Problem
The response must contain every line from the records below that has "Faults".

Supplied data
//! # Faults and Halts
//!
//! Request-time control flow for handlers, filters and rescue handlers.
//!
//! A handler either produces a value, halts early with a prepared payload
//! ([`Halt`]), or raises a [`Fault`]. Faults carry an [`ErrorClass`]: a node
//! in a static single-inheritance hierarchy that the rescue registry walks to
//! find the most specific handler.

use serde_json::Value;
use std::backtrace::{Backtrace, BacktraceStatus};
use std::fmt;

/// A named exception class with an optional parent
///
/// Classes are declared as `static` values so that rescue resolution can
/// walk the ancestor chain without allocation:
///
/// ```ignore
/// static RECORD_NOT_FOUND: ErrorClass = ErrorClass::new("RecordNotFound", &STANDARD_ERROR);
/// ```
///
/// Class identity is the name; names must be unique within an application.
#[derive(Debug)]
pub struct ErrorClass {
    name: &'static str,
    parent: Option<&'static ErrorClass>,
}

impl ErrorClass {
    /// Declare a root class
    #[must_use]
    pub const fn root(name: &'static str) -> Self {
        Self { name, parent: None }
    }

    /// Declare a class deriving from `parent`
    #[must_use]
    pub const fn new(name: &'static str, parent: &'static ErrorClass) -> Self {
        Self {
            name,
            parent: Some(parent),
        }
    }

    /// Class name
    #[must_use]
    pub const fn name(&self) -> &'static str {
        self.name
    }

    /// Parent class, if any
    #[must_use]
    pub const fn parent(&self) -> Option<&'static ErrorClass> {
        self.parent
    }

    /// Number of steps from `self` up to `ancestor`
    ///
    /// `Some(0)` when the classes are the same, `None` when `ancestor` is
    /// not in the chain.
    #[must_use]
    pub fn distance_to(&self, ancestor: &ErrorClass) -> Option<usize> {
        if self == ancestor {
            return Some(0);
        }
        let mut depth = 1;
        let mut current = self.parent;
        while let Some(class) = current {
            if class == ancestor {
                return Some(depth);
            }
            depth += 1;
            current = class.parent;
        }
        None
    }

    /// Whether `self` is `other` or derives from it
    #[must_use]
    pub fn is_a(&self, other: &ErrorClass) -> bool {
        self.distance_to(other).is_some()
    }
}

impl PartialEq for ErrorClass {
    fn eq(&self, other: &Self) -> bool {
        self.name == other.name
    }
}

impl Eq for ErrorClass {}

impl fmt::Display for ErrorClass {
    fn fmt(&self, f: &mut fmt::Formatter<'_>) -> fmt::Result {
        f.write_str(self.name)
    }
}

/// Root of the built-in hierarchy
pub static STANDARD_ERROR: ErrorClass = ErrorClass::root("StandardError");
/// Generic runtime failure; foreign errors converted with `?` land here
pub static RUNTIME_ERROR: ErrorClass = ErrorClass::new("RuntimeError", &STANDARD_ERROR);
/// Bad argument to a helper or handler
pub static ARGUMENT_ERROR: ErrorClass = ErrorClass::new("ArgumentError", &STANDARD_ERROR);
/// Call to a helper that no enclosing scope declares
pub static NAME_ERROR: ErrorClass = ErrorClass::new("NameError", &STANDARD_ERROR);
/// Lookup of a missing key
pub static INDEX_ERROR: ErrorClass = ErrorClass::new("IndexError", &STANDARD_ERROR);
/// A required parameter is absent or not an object
pub static PARAMETER_MISSING: ErrorClass = ErrorClass::new("ParameterMissing", &INDEX_ERROR);
/// Parameters contain keys outside the permitted set
pub static PARAMETER_INVALID: ErrorClass = ErrorClass::new("ParameterInvalid", &STANDARD_ERROR);

/// A runtime fault raised while handling a request
///
/// Not a `std::error::Error` itself, so any error type converts into it
/// with `?`.
pub struct Fault {
    class: &'static ErrorClass,
    message: String,
    source: Option<anyhow::Error>,
    backtrace: Backtrace,
}

impl Fault {
    /// Raise a fault of the given class
    #[must_use]
    pub fn new(class: &'static ErrorClass, message: impl Into<String>) -> Self {
        Self {
            class,
            message: message.into(),
            source: None,
            backtrace: Backtrace::capture(),
        }
    }

    /// Raise a fault of the given class wrapping an underlying error
    #[must_use]
    pub fn with_source<E>(class: &'static ErrorClass, error: E) -> Self
    where
        E: std::error::Error + Send + Sync + 'static,
    {
        Self {
            class,
            message: error.to_string(),
            source: Some(anyhow::Error::new(error)),
            backtrace: Backtrace::capture(),
        }
    }

    /// The fault's class
    #[must_use]
    pub const fn class(&self) -> &'static ErrorClass {
        self.class
    }

    /// Human-readable message
    #[must_use]
    pub fn message(&self) -> &str {
        &self.message
    }

    /// Underlying error, when the fault wraps one
    #[must_use]
    pub const fn source(&self) -> Option<&anyhow::Error> {
        self.source.as_ref()
    }

    /// Downcast the underlying error
    #[must_use]
    pub fn downcast_ref<E>(&self) -> Option<&E>
    where
        E: std::fmt::Display + std::fmt::Debug + Send + Sync + 'static,
    {
        self.source
            .as_ref()
            .and_then(|source| source.downcast_ref::<E>())
    }

    /// Backtrace frames as lines, empty unless capture is enabled
    /// (`RUST_BACKTRACE`/`RUST_LIB_BACKTRACE`)
    #[must_use]
    pub fn backtrace_lines(&self) -> Vec<String> {
        if self.backtrace.status() != BacktraceStatus::Captured {
            return Vec::new();
        }
        self.backtrace
            .to_string()
            .lines()
            .map(|line| line.trim().to_string())
            .filter(|line| !line.is_empty())
            .collect()
    }
}

impl fmt::Debug for Fault {
    fn fmt(&self, f: &mut fmt::Formatter<'_>) -> fmt::Result {
        f.debug_struct("Fault")
            .field("class", &self.class.name)
            .field("message", &self.message)
            .field("source", &self.source)
            .finish_non_exhaustive()
    }
}

impl fmt::Display for Fault {
    fn fmt(&self, f: &mut fmt::Formatter<'_>) -> fmt::Result {
        write!(f, "{}: {}", self.class.name, self.message)
    }
}

impl<E> From<E> for Fault
where
    E: std::error::Error + Send + Sync + 'static,
{
    fn from(error: E) -> Self {
        Self::with_source(&RUNTIME_ERROR, error)
    }
}

/// Early exit carrying the payload to render
///
/// The status code has already been applied to the endpoint by the time a
/// halt is produced.
#[derive(Debug, Clone, PartialEq)]
pub struct Halt {
    body: Value,
}

impl Halt {
    /// Halt with a body
    #[must_use]
    pub const fn new(body: Value) -> Self {
        Self { body }
    }

    /// Halt payload
    #[must_use]
    pub const fn body(&self) -> &Value {
        &self.body
    }

    /// Consume into the payload
    #[must_use]
    pub fn into_body(self) -> Value {
        self.body
    }
}

/// Non-value outcome of a handler, filter or helper
#[derive(Debug)]
pub enum Interrupt {
    /// Stop the current phase and respond with this payload
    Halt(Halt),
    /// Runtime fault, resolved through the rescue registry
    Fault(Fault),
}

impl Interrupt {
    /// Whether this is a halt
    #[must_use]
    pub const fn is_halt(&self) -> bool {
        matches!(self, Self::Halt(_))
    }
}

impl From<Fault> for Interrupt {
    fn from(fault: Fault) -> Self {
        Self::Fault(fault)
    }
}

impl From<Halt> for Interrupt {
    fn from(halt: Halt) -> Self {
        Self::Halt(halt)
    }
}

impl<E> From<E> for Interrupt
where
    E: std::error::Error + Send + Sync + 'static,
{
    fn from(error: E) -> Self {
        Self::Fault(Fault::from(error))
    }
}

/// Result of a handler, filter, helper or rescue handler
pub type HandlerResult = std::result::Result<Value, Interrupt>;

#[cfg(test)]
mod tests {
    use super::*;

    static RECORD_NOT_FOUND: ErrorClass = ErrorClass::new("RecordNotFound", &RUNTIME_ERROR);

    #[test]
    fn test_distance_to_self_is_zero() {
        assert_eq!(RUNTIME_ERROR.distance_to(&RUNTIME_ERROR), Some(0));
    }

    #[test]
    fn test_distance_walks_ancestors() {
        assert_eq!(RECORD_NOT_FOUND.distance_to(&RUNTIME_ERROR), Some(1));
        assert_eq!(RECORD_NOT_FOUND.distance_to(&STANDARD_ERROR), Some(2));
        assert_eq!(RECORD_NOT_FOUND.distance_to(&ARGUMENT_ERROR), None);
    }

    #[test]
    fn test_is_a() {
        assert!(PARAMETER_MISSING.is_a(&INDEX_ERROR));
        assert!(PARAMETER_MISSING.is_a(&STANDARD_ERROR));
        assert!(!STANDARD_ERROR.is_a(&PARAMETER_MISSING));
    }

    #[test]
    fn test_foreign_error_becomes_runtime_fault() {
        fn parse(raw: &str) -> Result<i64, Fault> {
            Ok(raw.parse::<i64>()?)
        }
        let fault = parse("abc").unwrap_err();
        assert_eq!(fault.class(), &RUNTIME_ERROR);
        assert!(fault.downcast_ref::<std::num::ParseIntError>().is_some());
        assert!(fault.message().contains("invalid digit"));
    }

    #[test]
    fn test_question_mark_into_interrupt() {
        fn handler() -> HandlerResult {
            let n: i64 = "12x".parse()?;
            Ok(Value::from(n))
        }
        match handler() {
            Err(Interrupt::Fault(fault)) => assert_eq!(fault.class().name(), "RuntimeError"),
            other => panic!("unexpected {other:?}"),
        }
    }

    #[test]
    fn test_display() {
        let fault = Fault::new(&ARGUMENT_ERROR, "bad id");
        assert_eq!(fault.to_string(), "ArgumentError: bad id");
    }

    #[test]
    fn test_halt_is_halt() {
        let interrupt = Interrupt::from(Halt::new(Value::Null));
        assert!(interrupt.is_halt());
    }
}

Written response
//! # Faults and Halts
//! ([`Halt`]), or raises a [`Fault`]. Faults carry an [`ErrorClass`]: a node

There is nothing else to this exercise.